Pulse Compression Characteristics of an Opposed-Electrode Nonlinear GaAs Photoconductive Semiconductor Switch at 2 μJ Excitation

The investigation of nonlinear transient characteristics of gallium arsenide (GaAs) photoconductive semiconductor switches (PCSS) is of great significance for its applications in pulsed power technology. In this letter, the laser diode (LD) energy of 2 mu J is employed to trigger the opposed-electrode GaAs PCSS. The compressed pulse width and increased amplitude are obtained as the bias electric field increases from 6kV/cm to 34kV/cm. It is numerically modeled the transient electric field distribution along the photogenerated carriers' transport. Results reveal that pulse compression effect (PCE) can be attributed to the negative differential mobility (NDM) and electric-field screening (EFS) effect. The compression of pulse width on time scale provides a possibility to relieve the heat accumulation on time scale, and further to suppress the device failure for the potential high-repetition-rate applications.

Automated summary

The investigation of nonlinear transient characteristics of gallium arsenide (GaAs) photoconductive semiconductor switches (PCSS) is of great significance for its applications in pulsed power technology.
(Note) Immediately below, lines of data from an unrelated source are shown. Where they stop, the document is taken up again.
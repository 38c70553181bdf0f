use futures_util::{
    SinkExt,
    Stream,
    StreamExt,
};
use tokio::{
    sync::mpsc::{
        self,
        UnboundedReceiver,
        UnboundedSender,
    },
    task::JoinHandle,
};
use tokio_tungstenite::{
    connect_async,
    tungstenite::{
        self,
        protocol::Message,
    },
};
use tracing::{
    debug,
    error,
    info,
    warn,
};

use super::types::{
    Envelope,
    InboundMessage,
    OutboundMessage,
    TransportEvent,
};
use crate::core::errors::StudioError;

/// Opens the realtime socket in the background. Outbound messages go in
/// through the returned sender; everything the socket produces comes back
/// through `events`, ending with exactly one `Disconnected`.
pub fn spawn_transport(
    url: String,
    events: UnboundedSender<TransportEvent>,
) -> (UnboundedSender<OutboundMessage>, JoinHandle<()>) {
    let (outbound_tx, outbound_rx) = mpsc::unbounded_channel::<OutboundMessage>();

    let handle = tokio::spawn(async move {
        let reason = match run_transport(&url, outbound_rx, events.clone()).await {
            Ok(()) => None,
            Err(e) => {
                error!("[WS] Transport to {} failed: {}", url, e);
                Some(e.to_string())
            }
        };
        let _ = events.send(TransportEvent::Disconnected(reason));
    });

    (outbound_tx, handle)
}

async fn run_transport(
    url: &str,
    mut outbound_rx: UnboundedReceiver<OutboundMessage>,
    events: UnboundedSender<TransportEvent>,
) -> Result<(), StudioError> {
    let (ws_stream, _) = connect_async(url).await?;
    info!("[WS] WebSocket connection established with: {}", url);
    events.send(TransportEvent::Connected)?;

    let (mut ws_sender, mut ws_receiver) = ws_stream.split();

    let forward_task = tokio::spawn(async move {
        while let Some(message) = outbound_rx.recv().await {
            let event = message.event_name();
            let json = match message.into_envelope().and_then(|envelope| {
                serde_json::to_string(&envelope).map_err(StudioError::from)
            }) {
                Ok(json) => json,
                Err(e) => {
                    error!("[WS] Failed to encode {}: {}", event, e);
                    continue;
                }
            };
            if ws_sender.send(Message::text(json)).await.is_err() {
                break;
            }
        }
    });

    let result = receive_frames(&mut ws_receiver, &events).await;
    forward_task.abort();
    result
}

async fn receive_frames<S>(
    ws_receiver: &mut S,
    events: &UnboundedSender<TransportEvent>,
) -> Result<(), StudioError>
where
    S: Stream<Item = Result<Message, tungstenite::Error>> + Unpin,
{
    while let Some(msg) = ws_receiver.next().await {
        match msg {
            Ok(Message::Text(text)) => match decode_frame(text.as_str()) {
                Ok(Some(message)) => events.send(TransportEvent::Message(message))?,
                Ok(None) => debug!("[WS] Ignoring unhandled event: {}", text.as_str()),
                Err(e) => warn!("[WS] Received message that's not a valid envelope: {}", e),
            },
            Ok(Message::Close(_)) => {
                info!("[WS] Server closed the connection");
                break;
            }
            Err(e) => return Err(e.into()),
            _ => {}
        }
    }
    Ok(())
}

fn decode_frame(text: &str) -> Result<Option<InboundMessage>, StudioError> {
    let envelope: Envelope = serde_json::from_str(text)?;
    InboundMessage::from_envelope(envelope)
}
In this study, the researchers employed a laser diode (LD) with an energy of 2 mu J to trigger the GaAs PCSS. They observed compressed pulse width and increased amplitude as the bias electric field increased. Numerical modeling revealed that these effects can be attributed to negative differential mobility (NDM) and electric-field screening (EFS). The compression of pulse width provides the potential for relieving heat accumulation and suppressing device failure for high-repetition-rate applications.